Did you see the Moon dancing with Venus?

WHAT A SHOW! Have you seen the dance the crescent Moon and the planet Venus have been engaging in over the last few days in the western skies?  It was truly amazing to see them so close together this past Monday 23 April of 2012; so close and yet so far, with Earth’s Moon less than 400,000 kilometers away and Venus some 72 million kilometers away the optical illusion in the dark sky made them appear as if they are next-door neighbors.  On Tuesday I couldn’t resist and camera in hand I headed outside, after turning my porch’s light off, to record the ongoing dance between our satellite and our sister planet. Below is one of the views I was able to capture:

Image of the crescent Moon and the planet Venus on the western sky over southeast Florida on Tuesday 24 April 2012 (c) Ricardo A Alvarez

While enjoying the wonder of this celestial show it is easy to think about how little most of us really know about our Moon and about Venus, or for that matter about our solar system or the Milky Way, our galaxy, or the whole universe. Venus is shrouded in a thick atmosphere consisting mainly of carbon dioxide [96.5%] and Nitrogen [less than 3.5%] with a thick cover of sulfuric acid clouds. which obscures its surface to telescopes viewing natural light.
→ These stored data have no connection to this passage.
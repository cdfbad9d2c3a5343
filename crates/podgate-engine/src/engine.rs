use std::panic::{catch_unwind, AssertUnwindSafe};

use tracing::{error, info};

use podgate_core::context::AuthContext;
use podgate_core::error::GateError;
use podgate_core::handler::Event;
use podgate_core::kv::KvStore;
use podgate_core::tx::Tx;
use podgate_store::CacheWrap;

use crate::stack::Stack;

/// Result of a check_tx/deliver_tx call, encoded for the consensus layer.
/// `code == 0` means success; non-zero codes carry the stable error
/// taxonomy.
#[derive(Clone, Debug, Default, PartialEq, Eq)]
pub struct TxResult {
    pub code: u32,
    pub log: String,
    pub data: Vec<u8>,
    pub gas_allocated: u64,
    pub gas_payment: u64,
    pub events: Vec<Event>,
}

impl TxResult {
    fn from_err(err: &GateError) -> Self {
        Self {
            code: err.code(),
            log: err.to_string(),
            ..Default::default()
        }
    }
}

/// The deterministic transaction engine: decodes raw transactions and runs
/// them through the decorator stack over a cache-wrapped store.
///
/// Check always discards its wrap; Deliver writes it on success and
/// discards it on failure, so a failed Deliver leaves the parent store
/// bitwise unchanged. Panics inside handlers are caught here and mapped to
/// the `database` kind.
pub struct TxEngine {
    chain_id: String,
    stack: Stack,
}

impl TxEngine {
    pub fn new(chain_id: impl Into<String>, stack: Stack) -> Self {
        Self {
            chain_id: chain_id.into(),
            stack,
        }
    }

    pub fn chain_id(&self) -> &str {
        &self.chain_id
    }

    /// Validate a transaction against current state. The store is never
    /// mutated; only gas figures and pass/fail survive.
    pub fn check_tx(&self, store: &mut dyn KvStore, raw: &[u8]) -> TxResult {
        let tx = match Tx::decode(raw) {
            Ok(tx) => tx,
            Err(err) => return TxResult::from_err(&err),
        };

        let ctx = AuthContext::new(self.chain_id.clone());
        let mut wrap = CacheWrap::new(store);
        let outcome = catch_unwind(AssertUnwindSafe(|| {
            self.stack.check(&ctx, &mut wrap, &tx)
        }));
        wrap.discard();

        match outcome {
            Ok(Ok(res)) => TxResult {
                code: 0,
                log: res.log,
                gas_allocated: res.gas_allocated,
                gas_payment: res.gas_payment,
                ..Default::default()
            },
            Ok(Err(err)) => TxResult::from_err(&err),
            Err(panic) => self.panic_result("check", panic),
        }
    }

    /// Execute a transaction. On success the buffered writes are flushed to
    /// the parent store; on failure they are discarded.
    pub fn deliver_tx(&self, store: &mut dyn KvStore, raw: &[u8]) -> TxResult {
        let tx = match Tx::decode(raw) {
            Ok(tx) => tx,
            Err(err) => return TxResult::from_err(&err),
        };

        let ctx = AuthContext::new(self.chain_id.clone());
        let mut wrap = CacheWrap::new(store);
        let outcome = catch_unwind(AssertUnwindSafe(|| {
            self.stack.deliver(&ctx, &mut wrap, &tx)
        }));

        match outcome {
            Ok(Ok(res)) => {
                if let Err(err) = wrap.write() {
                    error!(error = %err, "failed to commit deliver batch");
                    return TxResult::from_err(&err);
                }
                info!(route = tx.msg.path(), "delivered transaction");
                TxResult {
                    code: 0,
                    log: res.log,
                    data: res.data,
                    events: res.events,
                    ..Default::default()
                }
            }
            Ok(Err(err)) => {
                wrap.discard();
                TxResult::from_err(&err)
            }
            Err(panic) => {
                wrap.discard();
                self.panic_result("deliver", panic)
            }
        }
    }

    fn panic_result(&self, phase: &str, panic: Box<dyn std::any::Any + Send>) -> TxResult {
        let msg = panic
            .downcast_ref::<&str>()
            .map(|s| s.to_string())
            .or_else(|| panic.downcast_ref::<String>().cloned())
            .unwrap_or_else(|| "unknown panic".to_string());
        error!(phase, panic = %msg, "handler panicked");
        TxResult::from_err(&GateError::Storage(format!("handler panic: {msg}")))
    }
}
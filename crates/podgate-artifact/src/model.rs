use serde::{Deserialize, Serialize};

use podgate_core::constants::MAX_IMAGE_LENGTH;
use podgate_core::error::GateError;
use podgate_core::msg::{is_checksum, Metadata};
use podgate_core::types::Address;
use podgate_store::{Model, ModelBucket};

pub const BUCKET_NAME: &str = "artifact";
pub const CHECKSUM_INDEX: &str = "checksum";

/// A permitted container image reference. The primary key is the image
/// bytes; artifacts are never mutated in place.
#[derive(Clone, Debug, PartialEq, Serialize, Deserialize)]
pub struct Artifact {
    pub metadata: Metadata,
    pub image: String,
    pub checksum: String,
    pub owner: Address,
}

impl Model for Artifact {
    fn validate(&self) -> Result<(), GateError> {
        self.metadata.validate()?;
        match self.image.len() {
            0 => return Err(GateError::Invalid("image must not be empty".into())),
            l if l > MAX_IMAGE_LENGTH => {
                return Err(GateError::Invalid(format!(
                    "image must not exceed {MAX_IMAGE_LENGTH} bytes"
                )))
            }
            _ => {}
        }
        if !is_checksum(&self.checksum) {
            return Err(GateError::Invalid(format!(
                "checksum {:?} does not match the checksum grammar",
                self.checksum
            )));
        }
        Ok(())
    }
}

fn checksum_index(a: &Artifact) -> Vec<Vec<u8>> {
    vec![a.checksum.clone().into_bytes()]
}

/// The artifact collection: keyed by image bytes, with a non-unique
/// checksum index.
pub fn bucket() -> ModelBucket<Artifact> {
    ModelBucket::new(BUCKET_NAME).with_index(CHECKSUM_INDEX, checksum_index, false)
}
However spacecraft that have orbited or executed flybys of the planet equipped with special filters and instrumentation have been able to map the planet’s surface and learn important facts about it. Thanks to this exploration of space we now know that Venus is undergoing a runaway greenhouse effect where temperature at its surface averages 460 Celsius. We have also learned that despite being almost a twin of the Earth in size Venus lacks an internal dynamo and has no magnetic field that is similar to Earth’s.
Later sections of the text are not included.